Records from a data source:
--- START ---
//! Bearer token capability
//!
//! Token acquisition lives outside this crate. The engine only asks an
//! [`AuthContext`] for the current valid token at the moment it builds a
//! request, and never persists what it gets back.

use crate::error::{GraphError, Result};
use async_trait::async_trait;
use chrono::{DateTime, Utc};
use std::fmt;
use std::sync::Arc;
use tokio::sync::RwLock;

/// Environment variable read by [`EnvToken`]
pub const ACCESS_TOKEN_ENV: &str = "GRAPH_ACCESS_TOKEN";

/// Tokens within this many seconds of expiry are treated as already expired
const TOKEN_EXPIRY_BUFFER_SECS: i64 = 60;

/// An access token handed out by a provider
#[derive(Clone)]
pub struct AccessToken {
    secret: String,
    /// `None` means the provider did not say; the token is not cached
    pub expires_at: Option<DateTime<Utc>>,
}

impl AccessToken {
    pub fn new(secret: impl Into<String>) -> Self {
        Self {
            secret: secret.into(),
            expires_at: None,
        }
    }

    pub fn with_expiry(mut self, expires_at: DateTime<Utc>) -> Self {
        self.expires_at = Some(expires_at);
        self
    }

    pub fn secret(&self) -> &str {
        &self.secret
    }

    fn is_fresh(&self, now: DateTime<Utc>) -> bool {
        match self.expires_at {
            Some(expires_at) => {
                now + chrono::Duration::seconds(TOKEN_EXPIRY_BUFFER_SECS) < expires_at
            }
            None => false,
        }
    }
}

// Keep secrets out of debug output and logs.
impl fmt::Debug for AccessToken {
    fn fmt(&self, f: &mut fmt::Formatter<'_>) -> fmt::Result {
        f.debug_struct("AccessToken")
            .field("secret", &"<redacted>")
            .field("expires_at", &self.expires_at)
            .finish()
    }
}

/// External source of bearer tokens
#[async_trait]
pub trait TokenProvider: Send + Sync {
    async fn token(&self) -> Result<AccessToken>;
}

/// A fixed token, e.g. one pasted by the user or injected by a test
#[derive(Clone)]
pub struct StaticToken(AccessToken);

impl StaticToken {
    pub fn new(secret: impl Into<String>) -> Self {
        Self(AccessToken::new(secret))
    }
}

#[async_trait]
impl TokenProvider for StaticToken {
    async fn token(&self) -> Result<AccessToken> {
        Ok(self.0.clone())
    }
}

/// Reads the token from an environment variable on every call, so an
/// external refresher can rotate it underneath a running process
#[derive(Debug, Clone)]
pub struct EnvToken {
    var: String,
}

impl EnvToken {
    pub fn new(var: impl Into<String>) -> Self {
        Self { var: var.into() }
    }
}

impl Default for EnvToken {
    fn default() -> Self {
        Self::new(ACCESS_TOKEN_ENV)
    }
}

#[async_trait]
impl TokenProvider for EnvToken {
    async fn token(&self) -> Result<AccessToken> {
        match std::env::var(&self.var) {
            Ok(value) if !value.trim().is_empty() => Ok(AccessToken::new(value.trim())),
            _ => Err(GraphError::Auth(format!("{} is not set", self.var))),
        }
    }
}

/// Wraps a provider and reuses its tokens until they near expiry
pub struct CachingProvider<P> {
    inner: P,
    token_cache: RwLock<Option<AccessToken>>,
}

impl<P: TokenProvider> CachingProvider<P> {
    pub fn new(inner: P) -> Self {
        Self {
            inner,
            token_cache: RwLock::new(None),
        }
    }

    /// Drop the cached token so the next call asks the inner provider again
    pub async fn invalidate(&self) {
        let mut cache = self.token_cache.write().await;
        *cache = None;
    }
}

#[async_trait]
impl<P: TokenProvider> TokenProvider for CachingProvider<P> {
    /// A cached token is returned only while it is outside the expiry
    /// buffer. Tokens without a known expiry are fetched every time.
    async fn token(&self) -> Result<AccessToken> {
        {
            let cache = self.token_cache.read().await;
            if let Some(cached) = cache.as_ref() {
                if cached.is_fresh(Utc::now()) {
                    return Ok(cached.clone());
                }
                tracing::debug!("Cached token expired, fetching new token");
            }
        }

        let token = self.inner.token().await?;
        let mut cache = self.token_cache.write().await;
        if token.is_fresh(Utc::now()) {
            tracing::debug!("New token cached until {:?}", token.expires_at);
            *cache = Some(token.clone());
        } else {
            *cache = None;
        }

        Ok(token)
    }
}

/// Read-only handle to the external token capability
#[derive(Clone)]
pub struct AuthContext {
    provider: Arc<dyn TokenProvider>,
}

impl AuthContext {
    pub fn new(provider: Arc<dyn TokenProvider>) -> Self {
        Self { provider }
    }

    pub fn from_provider<P: TokenProvider + 'static>(provider: P) -> Self {
        Self::new(Arc::new(provider))
    }

    pub fn static_token(secret: impl Into<String>) -> Self {
        Self::from_provider(StaticToken::new(secret))
    }

    /// The current valid token, as the provider reports it right now
    pub async fn current_token(&self) -> Result<String> {
        let token = self.provider.token().await?;
        if token.secret.is_empty() {
            return Err(GraphError::Auth("provider returned an empty token".to_string()));
        }
        Ok(token.secret)
    }
}

impl fmt::Debug for AuthContext {
    fn fmt(&self, f: &mut fmt::Formatter<'_>) -> fmt::Result {
        f.debug_struct("AuthContext").finish_non_exhaustive()
    }
}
--- END ---
* **Requirement**
All the data above should be set down a second time, exactly.

* **Problem solution**
//! Bearer token capability
//!
//! Token acquisition lives outside this crate. The engine only asks an
//! [`AuthContext`] for the current valid token at the moment it builds a
//! request, and never persists what it gets back.

use crate::error::{GraphError, Result};
use async_trait::async_trait;
use chrono::{DateTime, Utc};
use std::fmt;
use std::sync::Arc;
use tokio::sync::RwLock;

/// Environment variable read by [`EnvToken`]
pub const ACCESS_TOKEN_ENV: &str = "GRAPH_ACCESS_TOKEN";

/// Tokens within this many seconds of expiry are treated as already expired
const TOKEN_EXPIRY_BUFFER_SECS: i64 = 60;

/// An access token handed out by a provider
#[derive(Clone)]
pub struct AccessToken {
    secret: String,
    /// `None` means the provider did not say; the token is not cached
    pub expires_at: Option<DateTime<Utc>>,
}

impl AccessToken {
    pub fn new(secret: impl Into<String>) -> Self {
        Self {
            secret: secret.into(),
            expires_at: None,
        }
    }

    pub fn with_expiry(mut self, expires_at: DateTime<Utc>) -> Self {
        self.expires_at = Some(expires_at);
        self
    }

    pub fn secret(&self) -> &str {
        &self.secret
    }

    fn is_fresh(&self, now: DateTime<Utc>) -> bool {
        match self.expires_at {
            Some(expires_at) => {
                now + chrono::Duration::seconds(TOKEN_EXPIRY_BUFFER_SECS) < expires_at
            }
            None => false,
        }
    }
}

// Keep secrets out of debug output and logs.
impl fmt::Debug for AccessToken {
    fn fmt(&self, f: &mut fmt::Formatter<'_>) -> fmt::Result {
        f.debug_struct("AccessToken")
            .field("secret", &"<redacted>")
            .field("expires_at", &self.expires_at)
            .finish()
    }
}

/// External source of bearer tokens
#[async_trait]
pub trait TokenProvider: Send + Sync {
    async fn token(&self) -> Result<AccessToken>;
}

/// A fixed token, e.g. one pasted by the user or injected by a test
#[derive(Clone)]
pub struct StaticToken(AccessToken);

impl StaticToken {
    pub fn new(secret: impl Into<String>) -> Self {
        Self(AccessToken::new(secret))
    }
}

#[async_trait]
impl TokenProvider for StaticToken {
    async fn token(&self) -> Result<AccessToken> {
        Ok(self.0.clone())
    }
}

/// Reads the token from an environment variable on every call, so an
/// external refresher can rotate it underneath a running process
#[derive(Debug, Clone)]
pub struct EnvToken {
    var: String,
}

impl EnvToken {
    pub fn new(var: impl Into<String>) -> Self {
        Self { var: var.into() }
    }
}

impl Default for EnvToken {
    fn default() -> Self {
        Self::new(ACCESS_TOKEN_ENV)
    }
}

#[async_trait]
impl TokenProvider for EnvToken {
    async fn token(&self) -> Result<AccessToken> {
        match std::env::var(&self.var) {
            Ok(value) if !value.trim().is_empty() => Ok(AccessToken::new(value.trim())),
            _ => Err(GraphError::Auth(format!("{} is not set", self.var))),
        }
    }
}

/// Wraps a provider and reuses its tokens until they near expiry
pub struct CachingProvider<P> {
    inner: P,
    token_cache: RwLock<Option<AccessToken>>,
}

impl<P: TokenProvider> CachingProvider<P> {
    pub fn new(inner: P) -> Self {
        Self {
            inner,
            token_cache: RwLock::new(None),
        }
    }

    /// Drop the cached token so the next call asks the inner provider again
    pub async fn invalidate(&self) {
        let mut cache = self.token_cache.write().await;
        *cache = None;
    }
}

#[async_trait]
impl<P: TokenProvider> TokenProvider for CachingProvider<P> {
    /// A cached token is returned only while it is outside the expiry
    /// buffer. Tokens without a known expiry are fetched every time.
    async fn token(&self) -> Result<AccessToken> {
        {
            let cache = self.token_cache.read().await;
            if let Some(cached) = cache.as_ref() {
                if cached.is_fresh(Utc::now()) {
                    return Ok(cached.clone());
                }
                tracing::debug!("Cached token expired, fetching new token");
            }
        }

        let token = self.inner.token().await?;
        let mut cache = self.token_cache.write().await;
        if token.is_fresh(Utc::now()) {
            tracing::debug!("New token cached until {:?}", token.expires_at);
            *cache = Some(token.clone());
        } else {
            *cache = None;
        }

        Ok(token)
    }
}

/// Read-only handle to the external token capability
#[derive(Clone)]
pub struct AuthContext {
    provider: Arc<dyn TokenProvider>,
}

impl AuthContext {
    pub fn new(provider: Arc<dyn TokenProvider>) -> Self {
        Self { provider }
    }

    pub fn from_provider<P: TokenProvider + 'static>(provider: P) -> Self {
        Self::new(Arc::new(provider))
    }

    pub fn static_token(secret: impl Into<String>) -> Self {
        Self::from_provider(StaticToken::new(secret))
    }

    /// The current valid token, as the provider reports it right now
    pub async fn current_token(&self) -> Result<String> {
        let token = self.provider.token().await?;
        if token.secret.is_empty() {
            return Err(GraphError::Auth("provider returned an empty token".to_string()));
        }
        Ok(token.secret)
    }
}

impl fmt::Debug for AuthContext {
    fn fmt(&self, f: &mut fmt::Formatter<'_>) -> fmt::Result {
        f.debug_struct("AuthContext").finish_non_exhaustive()
    }
}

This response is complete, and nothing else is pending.